:: LISTED RECORDS ::
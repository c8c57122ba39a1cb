use crate::defaults;
use crate::error::{DublineError, Result};
use crate::languages::VoiceGender;
use serde::{Deserialize, Serialize};
use std::fs;
use std::path::{Path, PathBuf};
use std::time::Duration;

/// Root configuration structure
#[derive(Debug, Clone, Serialize, Deserialize, PartialEq, Default)]
#[serde(default)]
pub struct Config {
    pub api: ApiConfig,
    pub pipeline: PipelineConfig,
    pub history: HistoryConfig,
}

/// Hosted speech, translation and TTS service
#[derive(Debug, Clone, Serialize, Deserialize, PartialEq)]
#[serde(default)]
pub struct ApiConfig {
    pub base_url: String,
    pub api_key: Option<String>,
    pub transcription_model: String,
    pub translation_model: String,
    pub speech_model: String,
    pub timeout_secs: u64,
}

/// Per-run defaults
#[derive(Debug, Clone, Serialize, Deserialize, PartialEq)]
#[serde(default)]
pub struct PipelineConfig {
    pub target_language: String,
    pub voice: VoiceGender,
    pub max_upload_mb: u64,
}

/// Translation history storage
#[derive(Debug, Clone, Serialize, Deserialize, PartialEq)]
#[serde(default)]
pub struct HistoryConfig {
    pub enabled: bool,
    pub project_id: Option<String>,
    pub user_id: Option<String>,
    pub auth_token: Option<String>,
    pub base_url: String,
}

impl Default for ApiConfig {
    fn default() -> Self {
        Self {
            base_url: defaults::API_BASE_URL.to_string(),
            api_key: None,
            transcription_model: defaults::TRANSCRIPTION_MODEL.to_string(),
            translation_model: defaults::TRANSLATION_MODEL.to_string(),
            speech_model: defaults::SPEECH_MODEL.to_string(),
            timeout_secs: defaults::REQUEST_TIMEOUT_SECS,
        }
    }
}

impl ApiConfig {
    pub fn timeout(&self) -> Duration {
        Duration::from_secs(self.timeout_secs)
    }
}

impl Default for PipelineConfig {
    fn default() -> Self {
        Self {
            target_language: defaults::DEFAULT_TARGET_LANGUAGE.to_string(),
            voice: VoiceGender::default(),
            max_upload_mb: defaults::MAX_UPLOAD_MB,
        }
    }
}

impl PipelineConfig {
    pub fn max_upload_bytes(&self) -> u64 {
        self.max_upload_mb.saturating_mul(1024 * 1024)
    }
}

impl Default for HistoryConfig {
    fn default() -> Self {
        Self {
            enabled: false,
            project_id: None,
            user_id: None,
            auth_token: None,
            base_url: defaults::FIRESTORE_BASE_URL.to_string(),
        }
    }
}

impl Config {
    /// Load configuration from a TOML file
    ///
    /// Returns an error if the file contains invalid TOML.
    /// Missing fields will use default values.
    pub fn load(path: &Path) -> anyhow::Result<Self> {
        let contents = fs::read_to_string(path)?;
        let config: Config = toml::from_str(&contents)?;
        Ok(config)
    }

    /// Load configuration from a file or return defaults if file doesn't exist
    ///
    /// Only returns defaults if the file is missing.
    /// Returns errors for invalid TOML.
    pub fn load_or_default(path: &Path) -> anyhow::Result<Self> {
        match Self::load(path) {
            Ok(config) => Ok(config),
            Err(e) => {
                if e.downcast_ref::<std::io::Error>()
                    .map(|io_err| io_err.kind() == std::io::ErrorKind::NotFound)
                    .unwrap_or(false)
                {
                    Ok(Self::default())
                } else {
                    Err(e.context(format!("Failed to load config from {}", path.display())))
                }
            }
        }
    }

    /// Apply environment variable overrides
    ///
    /// Supported environment variables:
    /// - DUBLINE_API_KEY (or GEMINI_API_KEY) → api.api_key
    /// - DUBLINE_TARGET_LANGUAGE → pipeline.target_language
    /// - DUBLINE_VOICE → pipeline.voice (ignored unless male/female)
    /// - DUBLINE_USER_ID → history.user_id
    /// - DUBLINE_AUTH_TOKEN → history.auth_token
    /// - DUBLINE_PROJECT_ID → history.project_id
    pub fn with_env_overrides(mut self) -> Self {
        if let Some(key) = env_value("DUBLINE_API_KEY").or_else(|| env_value("GEMINI_API_KEY")) {
            self.api.api_key = Some(key);
        }

        if let Some(language) = env_value("DUBLINE_TARGET_LANGUAGE") {
            self.pipeline.target_language = language;
        }

        if let Some(voice) = env_value("DUBLINE_VOICE") {
            match voice.parse::<VoiceGender>() {
                Ok(gender) => self.pipeline.voice = gender,
                Err(e) => tracing::warn!(value = %voice, "ignoring DUBLINE_VOICE: {e}"),
            }
        }

        if let Some(user) = env_value("DUBLINE_USER_ID") {
            self.history.user_id = Some(user);
        }

        if let Some(token) = env_value("DUBLINE_AUTH_TOKEN") {
            self.history.auth_token = Some(token);
        }

        if let Some(project) = env_value("DUBLINE_PROJECT_ID") {
            self.history.project_id = Some(project);
        }

        self
    }

    /// Reject values no run could work with.
    pub fn validate(&self) -> Result<()> {
        if self.api.timeout_secs == 0 {
            return Err(invalid("api.timeout_secs", "must be greater than zero"));
        }
        if self.pipeline.max_upload_mb == 0 {
            return Err(invalid("pipeline.max_upload_mb", "must be greater than zero"));
        }
        if self.pipeline.target_language.trim().is_empty() {
            return Err(invalid("pipeline.target_language", "must not be empty"));
        }
        Ok(())
    }

    /// Get the default configuration file path
    ///
    /// Returns ~/.config/dubline/config.toml on Linux
    pub fn default_path() -> PathBuf {
        dirs::config_dir()
            .unwrap_or_else(|| PathBuf::from("."))
            .join("dubline")
            .join("config.toml")
    }

    /// Render as TOML, with the API key and auth token masked.
    pub fn to_redacted_toml(&self) -> Result<String> {
        let mut shown = self.clone();
        shown.api.api_key = shown.api.api_key.as_deref().map(mask);
        shown.history.auth_token = shown.history.auth_token.as_deref().map(mask);
        toml::to_string_pretty(&shown).map_err(|e| DublineError::ConfigParse {
            message: e.to_string(),
        })
    }
}

fn env_value(name: &str) -> Option<String> {
    std::env::var(name).ok().filter(|v| !v.is_empty())
}

fn invalid(key: &str, message: &str) -> DublineError {
    DublineError::ConfigInvalidValue {
        key: key.to_string(),
        message: message.to_string(),
    }
}

fn mask(secret: &str) -> String {
    let tail: String = secret
        .chars()
        .rev()
        .take(4)
        .collect::<Vec<_>>()
        .into_iter()
        .rev()
        .collect();
    if secret.chars().count() <= 8 {
        "****".to_string()
    } else {
        format!("****{}", tail)
    }
}

#[cfg(test)]
mod tests {
    use super::*;
    use std::io::Write;
    use std::sync::Mutex;
    use tempfile::NamedTempFile;

    // Mutex to serialize tests that modify environment variables
    static ENV_LOCK: Mutex<()> = Mutex::new(());

    // SAFETY: These helpers are only used in tests with ENV_LOCK held,
    // ensuring no concurrent access to environment variables.
    fn set_env(key: &str, value: &str) {
        unsafe { std::env::set_var(key, value) }
    }

    fn remove_env(key: &str) {
        unsafe { std::env::remove_var(key) }
    }

    fn clear_dubline_env() {
        for key in [
            "DUBLINE_API_KEY",
            "GEMINI_API_KEY",
            "DUBLINE_TARGET_LANGUAGE",
            "DUBLINE_VOICE",
            "DUBLINE_USER_ID",
            "DUBLINE_AUTH_TOKEN",
            "DUBLINE_PROJECT_ID",
        ] {
            remove_env(key);
        }
    }

    fn write_temp(contents: &str) -> NamedTempFile {
        let mut temp_file = NamedTempFile::new().unwrap();
        temp_file.write_all(contents.as_bytes()).unwrap();
        temp_file
    }

    #[test]
    fn test_default_config_has_correct_values() {
        let config = Config::default();

        assert_eq!(config.api.base_url, defaults::API_BASE_URL);
        assert_eq!(config.api.api_key, None);
        assert_eq!(config.api.timeout_secs, 120);

        assert_eq!(config.pipeline.target_language, "es");
        assert_eq!(config.pipeline.voice, VoiceGender::Male);
        assert_eq!(config.pipeline.max_upload_mb, 50);
        assert_eq!(config.pipeline.max_upload_bytes(), 50 * 1024 * 1024);

        assert!(!config.history.enabled);
        assert_eq!(config.history.base_url, defaults::FIRESTORE_BASE_URL);
    }

    #[test]
    fn test_load_from_toml_file() {
        let temp_file = write_temp(
            r#"
            [api]
            api_key = "k-123"
            translation_model = "gemini-2.5-pro"
            timeout_secs = 30

            [pipeline]
            target_language = "fr"
            voice = "female"
            max_upload_mb = 10

            [history]
            enabled = true
            project_id = "dubline-prod"
            user_id = "u1"
        "#,
        );

        let config = Config::load(temp_file.path()).unwrap();

        assert_eq!(config.api.api_key.as_deref(), Some("k-123"));
        assert_eq!(config.api.translation_model, "gemini-2.5-pro");
        assert_eq!(config.api.timeout(), Duration::from_secs(30));
        assert_eq!(config.pipeline.target_language, "fr");
        assert_eq!(config.pipeline.voice, VoiceGender::Female);
        assert_eq!(config.pipeline.max_upload_mb, 10);
        assert!(config.history.enabled);
        assert_eq!(config.history.project_id.as_deref(), Some("dubline-prod"));
        assert_eq!(config.history.user_id.as_deref(), Some("u1"));
    }

    #[test]
    fn test_load_partial_config_uses_defaults() {
        let temp_file = write_temp(
            r#"
            [pipeline]
            target_language = "de"
        "#,
        );

        let config = Config::load(temp_file.path()).unwrap();

        assert_eq!(config.pipeline.target_language, "de");
        assert_eq!(config.pipeline.voice, VoiceGender::Male);
        assert_eq!(config.api, ApiConfig::default());
        assert_eq!(config.history, HistoryConfig::default());
    }

    #[test]
    fn test_env_override_api_key() {
        let _lock = ENV_LOCK.lock().unwrap();
        clear_dubline_env();

        set_env("DUBLINE_API_KEY", "primary");
        set_env("GEMINI_API_KEY", "fallback");
        let config = Config::default().with_env_overrides();
        assert_eq!(config.api.api_key.as_deref(), Some("primary"));

        remove_env("DUBLINE_API_KEY");
        let config = Config::default().with_env_overrides();
        assert_eq!(config.api.api_key.as_deref(), Some("fallback"));

        clear_dubline_env();
    }

    #[test]
    fn test_env_override_all() {
        let _lock = ENV_LOCK.lock().unwrap();
        clear_dubline_env();

        set_env("DUBLINE_TARGET_LANGUAGE", "ja");
        set_env("DUBLINE_VOICE", "female");
        set_env("DUBLINE_USER_ID", "user-7");
        set_env("DUBLINE_AUTH_TOKEN", "token");
        set_env("DUBLINE_PROJECT_ID", "proj");

        let config = Config::default().with_env_overrides();

        assert_eq!(config.pipeline.target_language, "ja");
        assert_eq!(config.pipeline.voice, VoiceGender::Female);
        assert_eq!(config.history.user_id.as_deref(), Some("user-7"));
        assert_eq!(config.history.auth_token.as_deref(), Some("token"));
        assert_eq!(config.history.project_id.as_deref(), Some("proj"));

        clear_dubline_env();
    }

    #[test]
    fn test_env_override_invalid_voice_ignored() {
        let _lock = ENV_LOCK.lock().unwrap();
        clear_dubline_env();

        set_env("DUBLINE_VOICE", "robot");
        let config = Config::default().with_env_overrides();
        assert_eq!(config.pipeline.voice, VoiceGender::Male);

        clear_dubline_env();
    }

    #[test]
    fn test_env_override_empty_string_ignored() {
        let _lock = ENV_LOCK.lock().unwrap();
        clear_dubline_env();

        set_env("DUBLINE_TARGET_LANGUAGE", "");
        let config = Config::default().with_env_overrides();

        // Empty string should not override default
        assert_eq!(config.pipeline.target_language, "es");

        clear_dubline_env();
    }

    #[test]
    fn test_invalid_toml_returns_error() {
        let temp_file = write_temp(
            r#"
            [api
            base_url = "broken
        "#,
        );

        let err = Config::load(temp_file.path()).unwrap_err();
        assert!(
            err.downcast_ref::<toml::de::Error>().is_some(),
            "TOML syntax errors should surface as toml::de::Error, got: {err:#}"
        );
    }

    #[test]
    fn test_unknown_voice_in_file_is_error() {
        let temp_file = write_temp("[pipeline]\nvoice = \"robot\"\n");
        assert!(Config::load(temp_file.path()).is_err());
    }

    #[test]
    fn test_default_path_ends_with_dubline_config() {
        let path = Config::default_path();
        assert!(path.ends_with("dubline/config.toml"));
    }

    #[test]
    fn test_load_or_default_returns_default_for_missing_file() {
        let dir = tempfile::tempdir().unwrap();
        let missing_path = dir.path().join("nope.toml");
        let config = Config::load_or_default(&missing_path).unwrap();

        assert_eq!(config, Config::default());
    }

    #[test]
    fn test_load_or_default_errors_on_invalid_toml() {
        let temp_file = write_temp("[api\nbase_url = \"broken\n");

        let err = Config::load_or_default(temp_file.path()).unwrap_err();
        assert!(err.to_string().contains("Failed to load config"));
    }

    #[test]
    fn test_validate_rejects_zero_limits() {
        let mut config = Config::default();
        assert!(config.validate().is_ok());

        config.pipeline.max_upload_mb = 0;
        match config.validate() {
            Err(DublineError::ConfigInvalidValue { key, .. }) => {
                assert_eq!(key, "pipeline.max_upload_mb")
            }
            other => panic!("Expected ConfigInvalidValue, got {:?}", other),
        }

        let mut config = Config::default();
        config.api.timeout_secs = 0;
        assert!(config.validate().is_err());
    }

    #[test]
    fn test_validate_rejects_blank_target_language() {
        let mut config = Config::default();
        config.pipeline.target_language = "  ".to_string();
        assert!(config.validate().is_err());
    }

    #[test]
    fn test_redacted_toml_masks_secrets() {
        let mut config = Config::default();
        config.api.api_key = Some("AIzaSyExample1234".to_string());
        config.history.auth_token = Some("short".to_string());

        let rendered = config.to_redacted_toml().unwrap();

        assert!(rendered.contains("****1234"));
        assert!(!rendered.contains("AIzaSyExample1234"));
        assert!(!rendered.contains("short"));
        assert!(rendered.contains("[pipeline]"));
    }
}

:: WHAT TO DO ::
If a line in the listing includes the word "HistoryConfig", it counts; report the number of such lines and nothing else.

:: OUTPUT FOR THIS TASK ::
4